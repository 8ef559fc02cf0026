use std::any::Any;
use std::panic::{self, AssertUnwindSafe};
use std::sync::Arc;

use parking_lot::RwLock;
use tokio::sync::mpsc;
use tracing::{debug, error};

use iptunnel_traits::status::{ObserverResult, StatusEvent, StatusObserver};

/// Delivers status events to a single observer.
///
/// Whatever the observer does, including returning an error or panicking,
/// stays inside `notify`: the supervisor and its watchdog never see it.
#[derive(Default)]
pub struct StatusNotifier {
    observer: RwLock<Option<Arc<dyn StatusObserver>>>,
}

impl StatusNotifier {
    pub fn new() -> Self {
        Self::default()
    }

    /// Replaces the current observer.
    pub fn set_observer<O>(&self, observer: O)
    where
        O: StatusObserver + 'static,
    {
        *self.observer.write() = Some(Arc::new(observer));
    }

    pub fn clear_observer(&self) {
        *self.observer.write() = None;
    }

    pub fn has_observer(&self) -> bool {
        self.observer.read().is_some()
    }

    /// Replaces the current observer with a bounded channel and returns its
    /// receiving end. Events that do not fit are dropped and logged.
    pub fn subscribe(&self, capacity: usize) -> mpsc::Receiver<StatusEvent> {
        let (tx, rx) = mpsc::channel(capacity);
        self.set_observer(ChannelObserver { tx });
        rx
    }

    pub fn notify(&self, connected: bool, message: &str) {
        // Clone out of the lock so an observer may call `set_observer`.
        let observer = self.observer.read().clone();
        let Some(observer) = observer else {
            debug!("No status observer registered, dropping: {}", message);
            return;
        };

        let event = StatusEvent::new(connected, message);
        match panic::catch_unwind(AssertUnwindSafe(|| observer.on_status(&event))) {
            Ok(Ok(())) => {}
            Ok(Err(e)) => error!("Status observer failed: {}", e),
            Err(payload) => error!("Status observer panicked: {}", panic_message(&*payload)),
        }
    }
}

struct ChannelObserver {
    tx: mpsc::Sender<StatusEvent>,
}

impl StatusObserver for ChannelObserver {
    fn on_status(&self, event: &StatusEvent) -> ObserverResult {
        self.tx
            .try_send(event.clone())
            .map_err(|e| format!("status channel rejected event: {}", e).into())
    }
}

fn panic_message(payload: &(dyn Any + Send)) -> String {
    if let Some(s) = payload.downcast_ref::<&str>() {
        (*s).to_string()
    } else if let Some(s) = payload.downcast_ref::<String>() {
        s.clone()
    } else {
        "unknown panic".to_string()
    }
}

:::::

**About this task:** Among the records above, a stretch begins at the line containing "pub fn has_observer(&self)" and ends at the line containing "pub fn subscribe(&self, capacity: usize)". Restate that stretch word for word, and nothing else.

**Answer to this exercise:**
    pub fn has_observer(&self) -> bool {
        self.observer.read().is_some()
    }

    /// Replaces the current observer with a bounded channel and returns its
    /// receiving end. Events that do not fit are dropped and logged.
    pub fn subscribe(&self, capacity: usize) -> mpsc::Receiver<StatusEvent> {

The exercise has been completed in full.